Art teacher Rebecca Mennen has overseen the creation of a new book called A Place of Stillness which demonstrates the therapeutic power of creativity.
A Place of Stillness features artwork, poetry and prose from students from a unique Brisbane school that provides opportunities to young women facing barriers to education. The 88-page full-colour coffee table book compiles around 180 drawings, paintings, prints, photography, sculptural artworks and poetry pieces created by Carinity Education Southside students over the past four years.

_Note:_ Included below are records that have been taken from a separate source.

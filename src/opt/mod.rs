//! Analyses and optimization passes (`spec.md` §4).
//!
//! Pass ordering and the SSA/classical mutual-exclusion rule live in
//! [`pipeline`]; every other module here is a single analysis or transform
//! operating on one [`crate::ir::Function`] at a time.

pub mod classical_scp;
pub mod dce;
pub mod dom_frontier;
pub mod dominance;
pub mod pipeline;
pub mod renumber;
pub mod ssa;
pub mod ssa_deconstruct;
pub mod ssa_licm;
pub mod ssa_scp;
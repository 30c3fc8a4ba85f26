//! Operand representation (`spec.md` §3): a tagged union over GP, FP,
//! CONST, LOCAL, REG, LABEL, and FUNC.
//!
//! Per the REDESIGN FLAGS in §9 ("Tagged unions for operands"), this is a
//! proper Rust enum with one variant per kind carrying only the data that
//! kind needs — the source's "type tag + raw numeric field" union, and the
//! aliasing bugs it invites, have no equivalent here. `Reg`/`Label`/`Func`
//! hold arena handles, never raw integers, so a pass can never
//! accidentally reinterpret a label index as a register index.

use crate::ir::{BlockID, FuncID, InstID, LocalID};

/// Sentinel SSA index meaning "not yet in SSA form" (§3: "LOCAL's SSA index
/// is -1 in non-SSA form; a non-negative integer otherwise").
pub const NON_SSA: i32 = -1;

#[derive(Debug, Clone, PartialEq, Eq, Hash)]
pub enum Operand {
    /// Global-pointer symbol (`GP`).
    Gp,
    /// Frame-pointer symbol (`FP`).
    Fp,
    /// A 64-bit signed constant. `tag` is display-only (the `name` part of
    /// a lexical form like `x_base#4`) and never participates in
    /// semantics.
    Const { value: i64, tag: Option<String> },
    /// A reference to a local variable, optionally SSA-versioned.
    Local { id: LocalID, ssa: i32 },
    /// A reference to the defining instruction's result register.
    Reg(InstID),
    /// A reference to a branch target block.
    Label(BlockID),
    /// A reference to a called function.
    Func(FuncID),
}

impl Operand {
    pub fn const_value(value: i64) -> Self {
        Operand::Const { value, tag: None }
    }

    pub fn local(id: LocalID) -> Self {
        Operand::Local { id, ssa: NON_SSA }
    }

    pub fn is_local(&self) -> bool {
        matches!(self, Operand::Local { .. })
    }

    pub fn as_local(&self) -> Option<LocalID> {
        match self {
            Operand::Local { id, .. } => Some(*id),
            _ => None,
        }
    }

    pub fn as_reg(&self) -> Option<InstID> {
        match self {
            Operand::Reg(r) => Some(*r),
            _ => None,
        }
    }

    pub fn as_const(&self) -> Option<i64> {
        match self {
            Operand::Const { value, .. } => Some(*value),
            _ => None,
        }
    }

    pub fn as_label(&self) -> Option<BlockID> {
        match self {
            Operand::Label(b) => Some(*b),
            _ => None,
        }
    }

    /// Rewrites the SSA index of a `Local` operand in place; no-op for any
    /// other variant.
    pub fn set_ssa(&mut self, idx: i32) {
        if let Operand::Local { ssa, .. } = self {
            *ssa = idx;
        }
    }

    /// Clears the SSA index, restoring a `Local` operand to its base form
    /// (§4.9, SSA de-construction).
    pub fn clear_ssa(&mut self) {
        self.set_ssa(NON_SSA);
    }
}
//! Book record and its closed vocabularies.
//!
//! # Responsibility
//! - Define the canonical book shape and its wire names.
//! - Parse caller text into `BookStatus` / `SearchField` without dynamic lookup.
//! - Assign IDs with high-water-mark semantics.
//!
//! # Invariants
//! - IDs are never reused: the next ID is `max(existing) + 1`.
//! - No status other than `available` / `checked_out` can be constructed.

use serde::{Deserialize, Deserializer, Serialize};
use std::error::Error;
use std::fmt::{Display, Formatter};
use std::str::FromStr;

/// Store-assigned book identifier.
pub type BookId = u64;

/// Lending state of a book.
#[derive(Debug, Clone, Copy, PartialEq, Eq, Serialize, Deserialize)]
#[serde(rename_all = "snake_case")]
pub enum BookStatus {
    /// On the shelf and lendable.
    Available,
    /// Lent out.
    CheckedOut,
}

impl BookStatus {
    /// Returns the persisted token for this status.
    pub fn as_str(self) -> &'static str {
        match self {
            Self::Available => "available",
            Self::CheckedOut => "checked_out",
        }
    }
}

impl Display for BookStatus {
    fn fmt(&self, f: &mut Formatter<'_>) -> std::fmt::Result {
        f.write_str(self.as_str())
    }
}

/// Caller supplied a status token outside the allowed set.
#[derive(Debug, Clone, PartialEq, Eq)]
pub struct StatusParseError(pub String);

impl Display for StatusParseError {
    fn fmt(&self, f: &mut Formatter<'_>) -> std::fmt::Result {
        write!(
            f,
            "invalid status `{}`; expected available|checked_out",
            self.0
        )
    }
}

impl Error for StatusParseError {}

impl FromStr for BookStatus {
    type Err = StatusParseError;

    fn from_str(value: &str) -> Result<Self, Self::Err> {
        match value.trim() {
            "available" => Ok(Self::Available),
            "checked_out" => Ok(Self::CheckedOut),
            other => Err(StatusParseError(other.to_string())),
        }
    }
}

/// One catalog entry.
#[derive(Debug, Clone, PartialEq, Eq, Serialize, Deserialize)]
pub struct Book {
    #[serde(deserialize_with = "deserialize_positive_id")]
    pub id: BookId,
    pub title: String,
    pub author: String,
    /// Free-form text; not validated as a number.
    pub year: String,
    pub status: BookStatus,
}

impl Book {
    /// Creates an available book with the given store-assigned ID.
    pub fn new(
        id: BookId,
        title: impl Into<String>,
        author: impl Into<String>,
        year: impl Into<String>,
    ) -> Self {
        Self {
            id,
            title: title.into(),
            author: author.into(),
            year: year.into(),
            status: BookStatus::Available,
        }
    }
}

impl Display for Book {
    fn fmt(&self, f: &mut Formatter<'_>) -> std::fmt::Result {
        write!(
            f,
            "ID: {}, Title: {}, Author: {}, Year: {}, Status: {}",
            self.id, self.title, self.author, self.year, self.status
        )
    }
}

/// Textual attributes a search may target.
#[derive(Debug, Clone, Copy, PartialEq, Eq)]
pub enum SearchField {
    Title,
    Author,
    Year,
}

impl SearchField {
    pub const ALL: [SearchField; 3] = [Self::Title, Self::Author, Self::Year];

    pub fn as_str(self) -> &'static str {
        match self {
            Self::Title => "title",
            Self::Author => "author",
            Self::Year => "year",
        }
    }

    /// Returns the text of this field on `book`.
    pub fn value_of(self, book: &Book) -> &str {
        match self {
            Self::Title => book.title.as_str(),
            Self::Author => book.author.as_str(),
            Self::Year => book.year.as_str(),
        }
    }
}

/// Caller named a field that is not searchable.
#[derive(Debug, Clone, PartialEq, Eq)]
pub struct UnknownFieldError(pub String);

impl Display for UnknownFieldError {
    fn fmt(&self, f: &mut Formatter<'_>) -> std::fmt::Result {
        write!(
            f,
            "unknown search field `{}`; expected title|author|year",
            self.0
        )
    }
}

impl Error for UnknownFieldError {}

impl FromStr for SearchField {
    type Err = UnknownFieldError;

    fn from_str(value: &str) -> Result<Self, Self::Err> {
        match value.trim().to_ascii_lowercase().as_str() {
            "title" => Ok(Self::Title),
            "author" => Ok(Self::Author),
            "year" => Ok(Self::Year),
            _ => Err(UnknownFieldError(value.to_string())),
        }
    }
}

/// Returns the ID for the next book appended to `books`.
///
/// Pure function of the current catalog: `max(id) + 1`, or `1` when empty.
/// Deleted IDs below the current maximum are never handed out again, but
/// deleting the highest ID frees it for the next add.
///
/// Returns `None` when the maximum is already `BookId::MAX`.
pub fn next_book_id(books: &[Book]) -> Option<BookId> {
    books
        .iter()
        .map(|book| book.id)
        .max()
        .unwrap_or(0)
        .checked_add(1)
}

fn deserialize_positive_id<'de, D>(deserializer: D) -> Result<BookId, D::Error>
where
    D: Deserializer<'de>,
{
    let id = BookId::deserialize(deserializer)?;
    if id == 0 {
        return Err(serde::de::Error::custom("book id must be positive"));
    }
    Ok(id)
}
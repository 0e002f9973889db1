//! Core use-case services.
//!
//! # Responsibility
//! - Turn caller requests into full load-modify-save cycles over storage.
//! - Keep CLI callers decoupled from persistence details.

pub mod catalog_service;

Rebecca says creating artwork and poetry for the book was a cathartic experience for many contributing students. “Many of our young people suffer from anxiety, depression, and trauma-related concerns. Using their creativity to express their feelings, emotions and concerns have helped some to address and resolve these issues,” she explains.
A Place of Stillness also features personal reflections from past students whose lives were positively impacted by attending Carinity Education Southside, which includes an on-site children’s Early Learning Centre for students who are young mothers. “Southside wasn’t just a school; it was a safe haven for so many of us, in so many more ways than one,” says past student Emily, who fell pregnant at 15 and now has a young daughter and a nursing career.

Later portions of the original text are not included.